The researchers from King Abdullah University of Science and Technology (KAUST), Saudi Arabia, and Ecole Polytechnique Fédérale de Lausanne and Centre Hospitalier Universitaire Vaudois, Switzerland, treated cultured primary neurons from mice neocortex with various doses of l-lactate.
They found that l-lactate treatment increased the expression of plasticity-related genes such as Arc, c-Fos, Zif268 and BDNF in mouse neurons by modulating the activity of N-methyl-d-aspartate receptor, a cell-surface protein at the contact point of two neurons. The findings of this study have been published in PNAS2.

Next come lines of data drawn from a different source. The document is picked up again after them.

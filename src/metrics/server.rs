//! Prometheus metrics HTTP server
//!
//! Serves `/metrics` (text exposition format) and `/health` on its own port,
//! separate from the song API.
//!
//! # Example
//!
//! ```no_run
//! use song_uploadr::metrics::server::MetricsServer;
//!
//! #[tokio::main]
//! async fn main() -> Result<(), Box<dyn std::error::Error>> {
//!     let mut server = MetricsServer::new("127.0.0.1:9090");
//!     let addr = server.start().await?;
//!     println!("Metrics server listening on {}", addr);
//!     server.shutdown().await;
//!     Ok(())
//! }
//! ```

use bytes::Bytes;
use http_body_util::Full;
use hyper::header::{HeaderValue, CONTENT_TYPE};
use hyper::server::conn::http1;
use hyper::service::service_fn;
use hyper::{Method, Request, Response, StatusCode};
use hyper_util::rt::TokioIo;
use prometheus::{Encoder, TextEncoder};
use std::convert::Infallible;
use std::net::SocketAddr;
use tokio::net::TcpListener;
use tokio::sync::oneshot;

/// Metrics server error
#[derive(Debug, thiserror::Error)]
pub enum MetricsServerError {
    #[error("IO error: {0}")]
    IoError(#[from] std::io::Error),

    #[error("Metrics server already started")]
    AlreadyStarted,
}

/// Prometheus metrics HTTP server
pub struct MetricsServer {
    address: String,
    shutdown_tx: Option<oneshot::Sender<()>>,
    server_handle: Option<tokio::task::JoinHandle<()>>,
}

impl MetricsServer {
    /// Create a metrics server that will bind to `address` on start
    pub fn new(address: impl Into<String>) -> Self {
        Self {
            address: address.into(),
            shutdown_tx: None,
            server_handle: None,
        }
    }

    /// Start serving in a background task
    ///
    /// Returns the bound address, which differs from the configured one when
    /// port 0 was requested.
    pub async fn start(&mut self) -> Result<SocketAddr, MetricsServerError> {
        if self.server_handle.is_some() {
            return Err(MetricsServerError::AlreadyStarted);
        }

        let listener = TcpListener::bind(&self.address).await?;
        let addr = listener.local_addr()?;

        let (shutdown_tx, shutdown_rx) = oneshot::channel::<()>();
        self.shutdown_tx = Some(shutdown_tx);
        self.server_handle = Some(tokio::spawn(serve(listener, shutdown_rx)));

        tracing::info!(%addr, "Metrics server listening");
        Ok(addr)
    }

    /// Stop accepting connections and wait for the accept loop to exit
    pub async fn shutdown(&mut self) {
        if let Some(tx) = self.shutdown_tx.take() {
            let _ = tx.send(());
        }
        if let Some(handle) = self.server_handle.take() {
            let _ = handle.await;
        }
    }
}

async fn serve(listener: TcpListener, mut shutdown_rx: oneshot::Receiver<()>) {
    loop {
        tokio::select! {
            _ = &mut shutdown_rx => break,
            accepted = listener.accept() => {
                let Ok((stream, _)) = accepted else { continue };
                tokio::spawn(async move {
                    let _ = http1::Builder::new()
                        .serve_connection(TokioIo::new(stream), service_fn(route))
                        .await;
                });
            }
        }
    }
}

async fn route(req: Request<hyper::body::Incoming>) -> Result<Response<Full<Bytes>>, Infallible> {
    let response = match (req.method(), req.uri().path()) {
        (&Method::GET, "/metrics") => render_metrics(),
        (&Method::GET, "/health") => {
            text_response(StatusCode::OK, "application/json", r#"{"status":"ok"}"#.into())
        }
        _ => text_response(StatusCode::NOT_FOUND, "text/plain", "Not Found".into()),
    };
    Ok(response)
}

fn render_metrics() -> Response<Full<Bytes>> {
    let encoder = TextEncoder::new();
    let mut buffer = Vec::new();

    match encoder.encode(&prometheus::gather(), &mut buffer) {
        Ok(()) => text_response(StatusCode::OK, encoder.format_type(), buffer),
        Err(e) => {
            tracing::error!(error = %e, "Failed to encode metrics");
            text_response(
                StatusCode::INTERNAL_SERVER_ERROR,
                "text/plain",
                b"Failed to encode metrics".to_vec(),
            )
        }
    }
}

fn text_response(status: StatusCode, content_type: &str, body: Vec<u8>) -> Response<Full<Bytes>> {
    let mut response = Response::new(Full::new(Bytes::from(body)));
    *response.status_mut() = status;
    if let Ok(value) = HeaderValue::from_str(content_type) {
        response.headers_mut().insert(CONTENT_TYPE, value);
    }
    response
}
//! Cross-origin policy
//!
//! Only origins on the configured allow-list get CORS headers back. Requests
//! from other origins are still served; browsers drop the responses.

use hyper::header::{
    HeaderMap, HeaderValue, ACCESS_CONTROL_ALLOW_HEADERS, ACCESS_CONTROL_ALLOW_METHODS,
    ACCESS_CONTROL_ALLOW_ORIGIN, ACCESS_CONTROL_MAX_AGE, VARY,
};
use std::collections::HashSet;

const ALLOW_METHODS: &str = "GET, POST, OPTIONS";
const ALLOW_HEADERS: &str = "Content-Type, Authorization";
const PREFLIGHT_MAX_AGE: &str = "86400";

/// Origin allow-list
#[derive(Debug, Clone, Default)]
pub struct CorsPolicy {
    allowed_origins: HashSet<String>,
}

impl CorsPolicy {
    pub fn new<I, S>(origins: I) -> Self
    where
        I: IntoIterator<Item = S>,
        S: AsRef<str>,
    {
        Self {
            allowed_origins: origins
                .into_iter()
                .map(|o| o.as_ref().trim().trim_end_matches('/').to_string())
                .filter(|o| !o.is_empty())
                .collect(),
        }
    }

    /// Whether `origin` is on the allow-list
    pub fn is_allowed(&self, origin: &str) -> bool {
        self.allowed_origins.contains(origin)
    }

    /// Add CORS headers for `origin` to a response
    ///
    /// `Vary: Origin` is always set since the headers depend on the origin.
    pub fn apply(&self, origin: Option<&HeaderValue>, headers: &mut HeaderMap, preflight: bool) {
        headers.append(VARY, HeaderValue::from_static("Origin"));

        let Some(origin) = origin else { return };
        let allowed = origin
            .to_str()
            .map(|o| self.is_allowed(o))
            .unwrap_or(false);
        if !allowed {
            return;
        }

        headers.insert(ACCESS_CONTROL_ALLOW_ORIGIN, origin.clone());
        headers.insert(
            ACCESS_CONTROL_ALLOW_METHODS,
            HeaderValue::from_static(ALLOW_METHODS),
        );
        headers.insert(
            ACCESS_CONTROL_ALLOW_HEADERS,
            HeaderValue::from_static(ALLOW_HEADERS),
        );
        if preflight {
            headers.insert(
                ACCESS_CONTROL_MAX_AGE,
                HeaderValue::from_static(PREFLIGHT_MAX_AGE),
            );
        }
    }
}
//! Custom error types for the API client

use auth::{PipelineError, RefreshError};
use common::StorageError;
use reqwest::StatusCode;
use serde::Deserialize;
use thiserror::Error;

use crate::validation::FieldError;

/// Error body returned by the backend for 4xx and 5xx responses
///
/// Most endpoints send `{ code, message, details }`; a few older ones only
/// send `{ error }`, so every field is optional.
#[derive(Debug, Clone, Default, Deserialize)]
pub struct ErrorResponse {
    #[serde(default)]
    pub code: Option<String>,
    #[serde(default)]
    pub message: Option<String>,
    #[serde(default)]
    pub error: Option<String>,
    #[serde(default)]
    pub details: Option<serde_json::Value>,
}

/// Message shown when the backend gives no usable explanation
pub fn fallback_message(status: StatusCode) -> &'static str {
    match status.as_u16() {
        400 => "請求參數錯誤",
        401 => "請先登入",
        403 => "您無權訪問此資源",
        404 => "找不到請求的資源",
        409 => "資源衝突",
        500 => "伺服器內部錯誤，請稍後再試",
        _ => "網路錯誤，請檢查連線",
    }
}

/// Custom error type for the API client
#[derive(Error, Debug)]
pub enum ApiError {
    /// The request never produced a response
    #[error("Transport error: {0}")]
    Transport(#[from] reqwest::Error),

    /// 400 from the backend
    #[error("{message}")]
    Validation { code: Option<String>, message: String },

    /// 401 that survived the refresh-and-retry cycle
    #[error("{0}")]
    Unauthorized(String),

    /// 403 from the backend
    #[error("{0}")]
    Forbidden(String),

    /// 404 from the backend
    #[error("{0}")]
    NotFound(String),

    /// 409 from the backend
    #[error("{message}")]
    Conflict { code: Option<String>, message: String },

    /// 5xx or any other unexpected status
    #[error("{message}")]
    Server { status: u16, message: String },

    /// The access token could not be refreshed; the user must log in again
    #[error("Session expired: {0}")]
    SessionExpired(#[source] RefreshError),

    /// Input rejected before it was sent
    #[error("Invalid input: {}", describe_fields(.0))]
    InvalidInput(Vec<FieldError>),

    /// The response body did not match the expected shape
    #[error("Decode error: {0}")]
    Decode(#[from] serde_json::Error),

    /// Local storage failure
    #[error("Storage error: {0}")]
    Storage(#[from] StorageError),

    /// Any other pipeline failure
    #[error("Pipeline error: {0}")]
    Pipeline(PipelineError),
}

fn describe_fields(errors: &[FieldError]) -> String {
    errors
        .iter()
        .map(|e| format!("{}: {}", e.field, e.message))
        .collect::<Vec<_>>()
        .join("; ")
}

impl ApiError {
    /// Map a non-success response to the error taxonomy
    pub fn from_response(status: StatusCode, body: &[u8]) -> Self {
        let parsed: ErrorResponse = serde_json::from_slice(body).unwrap_or_default();
        let code = parsed.code;
        let message = parsed
            .message
            .or(parsed.error)
            .filter(|m| !m.is_empty())
            .unwrap_or_else(|| fallback_message(status).to_string());

        match status {
            StatusCode::BAD_REQUEST => ApiError::Validation { code, message },
            StatusCode::UNAUTHORIZED => ApiError::Unauthorized(message),
            StatusCode::FORBIDDEN => ApiError::Forbidden(message),
            StatusCode::NOT_FOUND => ApiError::NotFound(message),
            StatusCode::CONFLICT => ApiError::Conflict { code, message },
            _ => ApiError::Server {
                status: status.as_u16(),
                message,
            },
        }
    }

    /// Whether the caller is not (or no longer) authenticated
    pub fn is_unauthorized(&self) -> bool {
        matches!(self, ApiError::Unauthorized(_) | ApiError::SessionExpired(_))
    }

    /// Whether the requested resource does not exist
    pub fn is_not_found(&self) -> bool {
        matches!(self, ApiError::NotFound(_))
    }
}

impl From<PipelineError> for ApiError {
    fn from(e: PipelineError) -> Self {
        match e {
            PipelineError::Transport(e) => ApiError::Transport(e),
            PipelineError::RefreshFailed(e) => ApiError::SessionExpired(e),
            PipelineError::Storage(e) => ApiError::Storage(e),
            other => ApiError::Pipeline(other),
        }
    }
}

/// Type alias for API results
pub type ApiResult<T> = Result<T, ApiError>;

#[cfg(test)]
mod tests {
    use super::*;

    #[test]
    fn test_server_message_wins() {
        let body = r#"{"code":"ORDER_NOT_FOUND","message":"找不到該訂單"}"#.as_bytes();

        let error = ApiError::from_response(StatusCode::NOT_FOUND, body);

        assert!(error.is_not_found());
        assert_eq!(error.to_string(), "找不到該訂單");
    }

    #[test]
    fn test_error_only_body() {
        let body = r#"{"error":"未登入"}"#.as_bytes();

        let error = ApiError::from_response(StatusCode::UNAUTHORIZED, body);

        assert!(error.is_unauthorized());
        assert_eq!(error.to_string(), "未登入");
    }

    #[test]
    fn test_fallback_messages() {
        let cases = [
            (StatusCode::BAD_REQUEST, "請求參數錯誤"),
            (StatusCode::FORBIDDEN, "您無權訪問此資源"),
            (StatusCode::CONFLICT, "資源衝突"),
            (StatusCode::INTERNAL_SERVER_ERROR, "伺服器內部錯誤，請稍後再試"),
            (StatusCode::BAD_GATEWAY, "網路錯誤，請檢查連線"),
        ];

        for (status, expected) in cases {
            let error = ApiError::from_response(status, b"");
            assert_eq!(error.to_string(), expected, "status {}", status);
        }
    }

    #[test]
    fn test_conflict_keeps_code() {
        let body = br#"{"code":"ALREADY_OWNED","message":"already owned"}"#;

        match ApiError::from_response(StatusCode::CONFLICT, body) {
            ApiError::Conflict { code, .. } => assert_eq!(code.as_deref(), Some("ALREADY_OWNED")),
            other => panic!("unexpected error: {:?}", other),
        }
    }

    #[test]
    fn test_refresh_failure_maps_to_session_expired() {
        let error = ApiError::from(PipelineError::RefreshFailed(RefreshError::Rejected(401)));
        assert!(matches!(error, ApiError::SessionExpired(_)));
        assert!(error.is_unauthorized());
    }
}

When the researchers treated the cultured neurons with l-pyruvate and d-glucose, the neurons did not express the plasticity genes, indicating that l-lactate selectively activated these genes. Preventing the transport of l-lactate from astrocytes to neurons completely prevented the expression of the genes.
“l-lactate treatment could potentially alleviate symptoms in cognitively impaired patients,” says Pierre Magistretti, a senior author of the study.